#### ACTIVITY
Here is a block of entries. Write out its lines exactly, from the first through the one containing "pub const VERTEX_SHADER: u32 = 0x8B31;".

#### MATERIAL SHOWN

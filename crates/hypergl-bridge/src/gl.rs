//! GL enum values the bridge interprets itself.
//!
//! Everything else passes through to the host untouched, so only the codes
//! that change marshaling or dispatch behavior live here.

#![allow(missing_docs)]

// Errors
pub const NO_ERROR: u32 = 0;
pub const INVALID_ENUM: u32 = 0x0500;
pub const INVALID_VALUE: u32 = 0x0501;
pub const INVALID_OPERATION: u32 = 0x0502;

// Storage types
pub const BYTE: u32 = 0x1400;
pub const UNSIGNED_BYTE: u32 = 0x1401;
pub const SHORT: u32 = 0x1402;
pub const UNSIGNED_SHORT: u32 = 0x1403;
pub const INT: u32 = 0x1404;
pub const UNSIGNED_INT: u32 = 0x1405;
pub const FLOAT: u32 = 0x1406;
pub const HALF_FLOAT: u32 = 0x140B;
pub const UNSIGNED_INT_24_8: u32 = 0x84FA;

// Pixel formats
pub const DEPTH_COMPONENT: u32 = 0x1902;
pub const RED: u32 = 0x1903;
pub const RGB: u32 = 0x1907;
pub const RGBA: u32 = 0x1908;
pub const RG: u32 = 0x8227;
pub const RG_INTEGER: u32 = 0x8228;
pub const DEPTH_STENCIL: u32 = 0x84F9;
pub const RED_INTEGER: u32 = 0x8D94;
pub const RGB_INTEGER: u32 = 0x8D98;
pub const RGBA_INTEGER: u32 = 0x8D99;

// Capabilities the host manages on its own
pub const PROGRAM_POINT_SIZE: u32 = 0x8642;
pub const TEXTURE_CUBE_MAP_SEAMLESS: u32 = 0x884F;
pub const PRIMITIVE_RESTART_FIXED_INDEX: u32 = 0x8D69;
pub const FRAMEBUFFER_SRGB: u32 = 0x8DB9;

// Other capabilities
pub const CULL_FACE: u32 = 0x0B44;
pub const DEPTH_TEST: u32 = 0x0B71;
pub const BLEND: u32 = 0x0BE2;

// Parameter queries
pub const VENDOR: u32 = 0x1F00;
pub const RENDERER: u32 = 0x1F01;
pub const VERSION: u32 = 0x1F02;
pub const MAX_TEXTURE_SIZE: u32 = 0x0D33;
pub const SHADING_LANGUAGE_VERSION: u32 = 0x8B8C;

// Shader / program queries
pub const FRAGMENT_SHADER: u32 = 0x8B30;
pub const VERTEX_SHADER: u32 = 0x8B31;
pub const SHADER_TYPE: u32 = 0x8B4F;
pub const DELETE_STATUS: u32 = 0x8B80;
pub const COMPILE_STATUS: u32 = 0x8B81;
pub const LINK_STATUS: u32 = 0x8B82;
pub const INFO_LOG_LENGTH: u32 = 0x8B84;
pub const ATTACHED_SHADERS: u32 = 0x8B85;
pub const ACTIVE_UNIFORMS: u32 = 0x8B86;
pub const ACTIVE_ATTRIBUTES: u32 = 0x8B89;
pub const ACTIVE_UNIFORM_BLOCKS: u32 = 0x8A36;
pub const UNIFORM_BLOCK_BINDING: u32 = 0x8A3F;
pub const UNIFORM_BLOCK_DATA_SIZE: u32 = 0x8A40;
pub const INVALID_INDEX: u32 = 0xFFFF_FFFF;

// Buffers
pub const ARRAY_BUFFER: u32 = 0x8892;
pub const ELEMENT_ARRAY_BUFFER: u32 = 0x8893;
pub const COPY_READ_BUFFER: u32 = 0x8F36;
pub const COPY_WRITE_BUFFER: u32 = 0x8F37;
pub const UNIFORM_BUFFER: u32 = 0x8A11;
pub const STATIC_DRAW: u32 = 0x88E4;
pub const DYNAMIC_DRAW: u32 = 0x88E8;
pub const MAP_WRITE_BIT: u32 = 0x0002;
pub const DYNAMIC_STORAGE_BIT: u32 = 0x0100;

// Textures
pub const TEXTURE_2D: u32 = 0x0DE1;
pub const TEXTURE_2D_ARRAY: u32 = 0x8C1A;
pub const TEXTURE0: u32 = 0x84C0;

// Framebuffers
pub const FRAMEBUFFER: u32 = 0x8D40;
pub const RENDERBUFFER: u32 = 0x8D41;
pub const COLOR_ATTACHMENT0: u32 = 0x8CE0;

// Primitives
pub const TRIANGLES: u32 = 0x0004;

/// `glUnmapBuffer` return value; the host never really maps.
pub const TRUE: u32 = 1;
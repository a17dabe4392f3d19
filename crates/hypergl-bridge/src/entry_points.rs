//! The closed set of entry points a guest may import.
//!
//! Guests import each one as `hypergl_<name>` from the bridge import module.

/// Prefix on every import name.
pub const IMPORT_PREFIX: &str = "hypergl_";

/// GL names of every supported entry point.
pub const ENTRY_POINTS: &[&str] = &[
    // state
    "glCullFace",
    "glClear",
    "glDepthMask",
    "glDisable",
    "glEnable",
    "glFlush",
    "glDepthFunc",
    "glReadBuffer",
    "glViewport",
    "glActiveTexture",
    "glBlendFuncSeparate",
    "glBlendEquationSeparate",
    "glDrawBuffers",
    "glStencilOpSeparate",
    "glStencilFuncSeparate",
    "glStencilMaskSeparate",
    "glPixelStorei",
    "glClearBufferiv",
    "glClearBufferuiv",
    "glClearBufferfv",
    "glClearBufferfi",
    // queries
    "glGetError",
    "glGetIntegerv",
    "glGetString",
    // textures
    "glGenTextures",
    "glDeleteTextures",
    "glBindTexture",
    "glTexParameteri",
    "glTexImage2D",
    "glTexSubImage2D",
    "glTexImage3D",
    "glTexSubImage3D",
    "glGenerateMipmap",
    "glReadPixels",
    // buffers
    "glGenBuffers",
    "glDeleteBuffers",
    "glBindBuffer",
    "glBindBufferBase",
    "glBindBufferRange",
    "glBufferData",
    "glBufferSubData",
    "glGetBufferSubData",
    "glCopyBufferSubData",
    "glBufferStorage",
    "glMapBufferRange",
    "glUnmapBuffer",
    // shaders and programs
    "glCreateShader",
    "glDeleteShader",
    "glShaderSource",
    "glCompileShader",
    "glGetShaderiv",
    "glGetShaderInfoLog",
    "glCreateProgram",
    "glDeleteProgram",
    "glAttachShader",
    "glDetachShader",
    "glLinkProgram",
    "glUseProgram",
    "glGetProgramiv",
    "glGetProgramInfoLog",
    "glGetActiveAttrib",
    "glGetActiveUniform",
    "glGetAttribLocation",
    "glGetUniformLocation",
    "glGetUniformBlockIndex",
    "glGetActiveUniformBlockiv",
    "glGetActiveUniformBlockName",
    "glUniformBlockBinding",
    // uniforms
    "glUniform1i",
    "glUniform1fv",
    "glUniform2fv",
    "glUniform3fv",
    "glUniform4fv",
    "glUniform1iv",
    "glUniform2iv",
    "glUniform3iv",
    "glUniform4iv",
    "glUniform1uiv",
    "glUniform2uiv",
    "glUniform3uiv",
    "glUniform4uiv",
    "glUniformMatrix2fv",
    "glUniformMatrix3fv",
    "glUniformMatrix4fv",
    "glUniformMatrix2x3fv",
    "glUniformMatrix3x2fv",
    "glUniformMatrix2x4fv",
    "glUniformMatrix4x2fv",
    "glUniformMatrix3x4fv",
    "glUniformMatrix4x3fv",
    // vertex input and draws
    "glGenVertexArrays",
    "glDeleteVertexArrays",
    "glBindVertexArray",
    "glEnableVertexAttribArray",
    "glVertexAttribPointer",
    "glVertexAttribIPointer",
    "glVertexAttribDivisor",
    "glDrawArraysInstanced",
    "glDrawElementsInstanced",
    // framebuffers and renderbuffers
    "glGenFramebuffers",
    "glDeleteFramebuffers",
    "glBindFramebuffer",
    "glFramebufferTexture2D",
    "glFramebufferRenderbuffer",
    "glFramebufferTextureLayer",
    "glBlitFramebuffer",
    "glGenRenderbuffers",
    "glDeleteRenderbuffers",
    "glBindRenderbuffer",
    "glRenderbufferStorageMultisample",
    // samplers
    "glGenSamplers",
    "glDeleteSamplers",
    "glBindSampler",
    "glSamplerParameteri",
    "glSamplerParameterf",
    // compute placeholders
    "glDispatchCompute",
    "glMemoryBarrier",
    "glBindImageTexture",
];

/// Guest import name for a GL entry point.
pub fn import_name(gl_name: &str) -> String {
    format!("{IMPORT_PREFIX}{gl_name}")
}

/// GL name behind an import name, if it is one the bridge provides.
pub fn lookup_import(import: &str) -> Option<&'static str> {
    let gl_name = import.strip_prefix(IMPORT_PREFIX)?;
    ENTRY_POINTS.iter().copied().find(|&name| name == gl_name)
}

#### OUTPUT OF THE EXERCISE
filename crates/hypergl-bridge/src/gl.rs
//! GL enum values the bridge interprets itself.
//!
//! Everything else passes through to the host untouched, so only the codes
//! that change marshaling or dispatch behavior live here.

#![allow(missing_docs)]

// Errors
pub const NO_ERROR: u32 = 0;
pub const INVALID_ENUM: u32 = 0x0500;
pub const INVALID_VALUE: u32 = 0x0501;
pub const INVALID_OPERATION: u32 = 0x0502;

// Storage types
pub const BYTE: u32 = 0x1400;
pub const UNSIGNED_BYTE: u32 = 0x1401;
pub const SHORT: u32 = 0x1402;
pub const UNSIGNED_SHORT: u32 = 0x1403;
pub const INT: u32 = 0x1404;
pub const UNSIGNED_INT: u32 = 0x1405;
pub const FLOAT: u32 = 0x1406;
pub const HALF_FLOAT: u32 = 0x140B;
pub const UNSIGNED_INT_24_8: u32 = 0x84FA;

// Pixel formats
pub const DEPTH_COMPONENT: u32 = 0x1902;
pub const RED: u32 = 0x1903;
pub const RGB: u32 = 0x1907;
pub const RGBA: u32 = 0x1908;
pub const RG: u32 = 0x8227;
pub const RG_INTEGER: u32 = 0x8228;
pub const DEPTH_STENCIL: u32 = 0x84F9;
pub const RED_INTEGER: u32 = 0x8D94;
pub const RGB_INTEGER: u32 = 0x8D98;
pub const RGBA_INTEGER: u32 = 0x8D99;

// Capabilities the host manages on its own
pub const PROGRAM_POINT_SIZE: u32 = 0x8642;
pub const TEXTURE_CUBE_MAP_SEAMLESS: u32 = 0x884F;
pub const PRIMITIVE_RESTART_FIXED_INDEX: u32 = 0x8D69;
pub const FRAMEBUFFER_SRGB: u32 = 0x8DB9;

// Other capabilities
pub const CULL_FACE: u32 = 0x0B44;
pub const DEPTH_TEST: u32 = 0x0B71;
pub const BLEND: u32 = 0x0BE2;

// Parameter queries
pub const VENDOR: u32 = 0x1F00;
pub const RENDERER: u32 = 0x1F01;
pub const VERSION: u32 = 0x1F02;
pub const MAX_TEXTURE_SIZE: u32 = 0x0D33;
pub const SHADING_LANGUAGE_VERSION: u32 = 0x8B8C;

// Shader / program queries
pub const FRAGMENT_SHADER: u32 = 0x8B30;
pub const VERTEX_SHADER: u32 = 0x8B31;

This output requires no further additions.